**AIM OF THE TASK:**
The records that follow must be transcribed exactly, each one in full.

**DATA TO EXAMINE:**

use clap::Parser;
use colored::Colorize;
use std::fs;
use std::path::Path;
use std::process::exit;

use certsweep::config::Config;
use certsweep::display::StatusDisplay;
use certsweep::metrics::prom::prometheus_metrics;
use certsweep::pool::Dispatcher;
use certsweep::report;

const SAMPLE_FILE: &str = "domains.txt";
const DEFAULT_CONFIG_FILE: &str = "certsweep.toml";

#[derive(Parser)]
#[command(name = "certsweep")]
#[command(version)]
#[command(about = "Concurrent TLS certificate expiry checker for batches of domains")]
struct Cli {
    /// File containing list of domains (one per line)
    #[arg(short, long)]
    file: Option<String>,

    /// Days threshold to consider as expiring soon
    #[arg(short, long)]
    threshold: Option<i64>,

    /// TLS port to check
    #[arg(short, long)]
    port: Option<u16>,

    /// Number of concurrent workers
    #[arg(short, long)]
    workers: Option<usize>,

    /// Output format (summary or json)
    #[arg(short, long)]
    output: Option<String>,

    /// Path to a TOML configuration file
    #[arg(long)]
    config: Option<String>,

    /// Write one structured log line per domain to this file
    #[arg(long)]
    log_file: Option<String>,

    /// Create a sample 'domains.txt' file and exit
    #[arg(long)]
    create_sample: bool,

    /// Disable colored output
    #[arg(long)]
    no_color: bool,

    /// Push metrics to a Prometheus push gateway
    #[arg(long)]
    prometheus: bool,

    /// Prometheus push gateway address
    #[arg(long)]
    prometheus_address: Option<String>,
}

fn main() {
    let cli = Cli::parse();

    if cli.no_color {
        colored::control::set_override(false);
    }

    if cli.create_sample {
        create_sample_domains_file(SAMPLE_FILE);
        return;
    }

    let config = load_config(&cli);
    let threshold = config.threshold.unwrap_or(certsweep::DEFAULT_THRESHOLD);
    let port = config.port.unwrap_or(certsweep::DEFAULT_PORT);
    let workers = config.workers.unwrap_or(certsweep::DEFAULT_WORKERS);

    let domains = collect_domains(&config);
    if domains.is_empty() {
        eprintln!(
            "{} You must specify a domains file using -f/--file",
            "Error:".red()
        );
        eprintln!("{} Use --help to see available options", "Tip:".yellow());
        eprintln!(
            "{} Use --create-sample to create an example file",
            "Tip:".yellow()
        );
        exit(1);
    }

    println!("{}", "TLS Certificate Checker".bold().blue());
    println!(
        "{}",
        format!("Checking {} domain(s) on port {}", domains.len(), port).cyan()
    );
    println!("{}", format!("Warning threshold: {} days", threshold).yellow());
    println!("{}", format!("Using {} concurrent workers", workers).magenta());
    println!("{}", "═".repeat(80));
    println!("{}", "Starting certificate checks...".cyan());
    println!();

    let display = StatusDisplay::stdout();
    let dispatcher = Dispatcher::new(port, workers);
    let results = dispatcher.run(&domains, &display);
    display.clear();

    println!("{}", "═".repeat(80));
    match config.output.as_deref() {
        Some("json") => {
            let mut sorted = results.clone();
            report::sort_results(&mut sorted);
            match serde_json::to_string_pretty(&sorted) {
                Ok(json) => println!("{}", json),
                Err(e) => {
                    eprintln!("{} failed to serialize results: {}", "Error:".red(), e);
                    exit(1);
                }
            }
        }
        _ => print!("{}", report::render_report(&results, threshold)),
    }

    if let Some(path) = config.log_file.as_deref() {
        write_log_file(path, &results, threshold);
    }

    if let Some(prom) = config.prometheus.as_ref() {
        if prom.enabled == Some(true) {
            let address = prom
                .address
                .clone()
                .unwrap_or_else(|| "http://localhost:9091".to_string());
            prometheus_metrics(&results, threshold, &address);
        }
    }

    // Exit reflects whether the run completed, not whether every domain was
    // healthy. Callers wanting an unhealthy-exit-code can layer that on top.
    exit(0);
}

fn load_config(cli: &Cli) -> Config {
    let mut config = Config::default();

    let config_path = cli
        .config
        .clone()
        .or_else(|| Path::new(DEFAULT_CONFIG_FILE).exists().then(|| DEFAULT_CONFIG_FILE.to_string()));
    if let Some(path) = config_path {
        match Config::from_file(&path) {
            Ok(file_config) => config = config.merge_with(file_config),
            Err(e) => {
                eprintln!("{} reading config '{}': {}", "Error:".red(), path.cyan(), e);
                exit(1);
            }
        }
    }

    config.merge_with(Config::from_cli_args(
        cli.file.clone(),
        cli.threshold,
        cli.port,
        cli.workers,
        cli.output.clone(),
        cli.log_file.clone(),
        cli.prometheus.then_some(true),
        cli.prometheus_address.clone(),
    ))
}

/// Inline config domains plus the domains file, if one was given.
fn collect_domains(config: &Config) -> Vec<String> {
    let mut domains = config.domains.clone().unwrap_or_default();
    if let Some(path) = config.domains_file.as_deref() {
        domains.extend(read_domains_file(path));
    }
    domains
}

/// One domain per line, surrounding whitespace trimmed, blank lines ignored.
fn read_domains_file(path: &str) -> Vec<String> {
    let content = match fs::read_to_string(path) {
        Ok(content) => content,
        Err(e) => {
            eprintln!("{} reading file '{}': {}", "Error:".red(), path.cyan(), e);
            exit(1);
        }
    };
    content
        .lines()
        .map(str::trim)
        .filter(|line| !line.is_empty())
        .map(String::from)
        .collect()
}

fn create_sample_domains_file(filename: &str) {
    let sample_domains = [
        "google.com",
        "github.com",
        "stackoverflow.com",
        "cloudflare.com",
        "mozilla.org",
    ];
    let content = sample_domains.join("\n") + "\n";
    match fs::write(filename, content) {
        Ok(()) => println!(
            "{} Sample domains file created: {}",
            "✓".green(),
            filename.cyan()
        ),
        Err(e) => {
            eprintln!("{} creating '{}': {}", "Error:".red(), filename.cyan(), e);
            exit(1);
        }
    }
}

fn write_log_file(path: &str, results: &[certsweep::ProbeResult], threshold: i64) {
    let lines = report::log_lines(results, threshold);
    if let Err(e) = fs::write(path, lines.join("\n") + "\n") {
        eprintln!("{} writing log file '{}': {}", "Error:".red(), path.cyan(), e);
    }
}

**ANSWER FOR THE TASK:**
use clap::Parser;
use colored::Colorize;
use std::fs;
use std::path::Path;
use std::process::exit;

use certsweep::config::Config;
use certsweep::display::StatusDisplay;
use certsweep::metrics::prom::prometheus_metrics;
use certsweep::pool::Dispatcher;
use certsweep::report;

const SAMPLE_FILE: &str = "domains.txt";
const DEFAULT_CONFIG_FILE: &str = "certsweep.toml";

#[derive(Parser)]
#[command(name = "certsweep")]
#[command(version)]
#[command(about = "Concurrent TLS certificate expiry checker for batches of domains")]
struct Cli {
    /// File containing list of domains (one per line)
    #[arg(short, long)]
    file: Option<String>,

    /// Days threshold to consider as expiring soon
    #[arg(short, long)]
    threshold: Option<i64>,

    /// TLS port to check
    #[arg(short, long)]
    port: Option<u16>,

    /// Number of concurrent workers
    #[arg(short, long)]
    workers: Option<usize>,

    /// Output format (summary or json)
    #[arg(short, long)]
    output: Option<String>,

    /// Path to a TOML configuration file
    #[arg(long)]
    config: Option<String>,

    /// Write one structured log line per domain to this file
    #[arg(long)]
    log_file: Option<String>,

    /// Create a sample 'domains.txt' file and exit
    #[arg(long)]
    create_sample: bool,

    /// Disable colored output
    #[arg(long)]
    no_color: bool,

    /// Push metrics to a Prometheus push gateway
    #[arg(long)]
    prometheus: bool,

    /// Prometheus push gateway address
    #[arg(long)]
    prometheus_address: Option<String>,
}

fn main() {
    let cli = Cli::parse();

    if cli.no_color {
        colored::control::set_override(false);
    }

    if cli.create_sample {
        create_sample_domains_file(SAMPLE_FILE);
        return;
    }

    let config = load_config(&cli);
    let threshold = config.threshold.unwrap_or(certsweep::DEFAULT_THRESHOLD);
    let port = config.port.unwrap_or(certsweep::DEFAULT_PORT);
    let workers = config.workers.unwrap_or(certsweep::DEFAULT_WORKERS);

    let domains = collect_domains(&config);
    if domains.is_empty() {
        eprintln!(
            "{} You must specify a domains file using -f/--file",
            "Error:".red()
        );
        eprintln!("{} Use --help to see available options", "Tip:".yellow());
        eprintln!(
            "{} Use --create-sample to create an example file",
            "Tip:".yellow()
        );
        exit(1);
    }

    println!("{}", "TLS Certificate Checker".bold().blue());
    println!(
        "{}",
        format!("Checking {} domain(s) on port {}", domains.len(), port).cyan()
    );
    println!("{}", format!("Warning threshold: {} days", threshold).yellow());
    println!("{}", format!("Using {} concurrent workers", workers).magenta());
    println!("{}", "═".repeat(80));
    println!("{}", "Starting certificate checks...".cyan());
    println!();

    let display = StatusDisplay::stdout();
    let dispatcher = Dispatcher::new(port, workers);
    let results = dispatcher.run(&domains, &display);
    display.clear();

    println!("{}", "═".repeat(80));
    match config.output.as_deref() {
        Some("json") => {
            let mut sorted = results.clone();
            report::sort_results(&mut sorted);
            match serde_json::to_string_pretty(&sorted) {
                Ok(json) => println!("{}", json),
                Err(e) => {
                    eprintln!("{} failed to serialize results: {}", "Error:".red(), e);
                    exit(1);
                }
            }
        }
        _ => print!("{}", report::render_report(&results, threshold)),
    }

    if let Some(path) = config.log_file.as_deref() {
        write_log_file(path, &results, threshold);
    }

    if let Some(prom) = config.prometheus.as_ref() {
        if prom.enabled == Some(true) {
            let address = prom
                .address
                .clone()
                .unwrap_or_else(|| "http://localhost:9091".to_string());
            prometheus_metrics(&results, threshold, &address);
        }
    }

    // Exit reflects whether the run completed, not whether every domain was
    // healthy. Callers wanting an unhealthy-exit-code can layer that on top.
    exit(0);
}

fn load_config(cli: &Cli) -> Config {
    let mut config = Config::default();

    let config_path = cli
        .config
        .clone()
        .or_else(|| Path::new(DEFAULT_CONFIG_FILE).exists().then(|| DEFAULT_CONFIG_FILE.to_string()));
    if let Some(path) = config_path {
        match Config::from_file(&path) {
            Ok(file_config) => config = config.merge_with(file_config),
            Err(e) => {
                eprintln!("{} reading config '{}': {}", "Error:".red(), path.cyan(), e);
                exit(1);
            }
        }
    }

    config.merge_with(Config::from_cli_args(
        cli.file.clone(),
        cli.threshold,
        cli.port,
        cli.workers,
        cli.output.clone(),
        cli.log_file.clone(),
        cli.prometheus.then_some(true),
        cli.prometheus_address.clone(),
    ))
}

/// Inline config domains plus the domains file, if one was given.
fn collect_domains(config: &Config) -> Vec<String> {
    let mut domains = config.domains.clone().unwrap_or_default();
    if let Some(path) = config.domains_file.as_deref() {
        domains.extend(read_domains_file(path));
    }
    domains
}

/// One domain per line, surrounding whitespace trimmed, blank lines ignored.
fn read_domains_file(path: &str) -> Vec<String> {
    let content = match fs::read_to_string(path) {
        Ok(content) => content,
        Err(e) => {
            eprintln!("{} reading file '{}': {}", "Error:".red(), path.cyan(), e);
            exit(1);
        }
    };
    content
        .lines()
        .map(str::trim)
        .filter(|line| !line.is_empty())
        .map(String::from)
        .collect()
}

fn create_sample_domains_file(filename: &str) {
    let sample_domains = [
        "google.com",
        "github.com",
        "stackoverflow.com",
        "cloudflare.com",
        "mozilla.org",
    ];
    let content = sample_domains.join("\n") + "\n";
    match fs::write(filename, content) {
        Ok(()) => println!(
            "{} Sample domains file created: {}",
            "✓".green(),
            filename.cyan()
        ),
        Err(e) => {
            eprintln!("{} creating '{}': {}", "Error:".red(), filename.cyan(), e);
            exit(1);
        }
    }
}

fn write_log_file(path: &str, results: &[certsweep::ProbeResult], threshold: i64) {
    let lines = report::log_lines(results, threshold);
    if let Err(e) = fs::write(path, lines.join("\n") + "\n") {
        eprintln!("{} writing log file '{}': {}", "Error:".red(), path.cyan(), e);
    }
}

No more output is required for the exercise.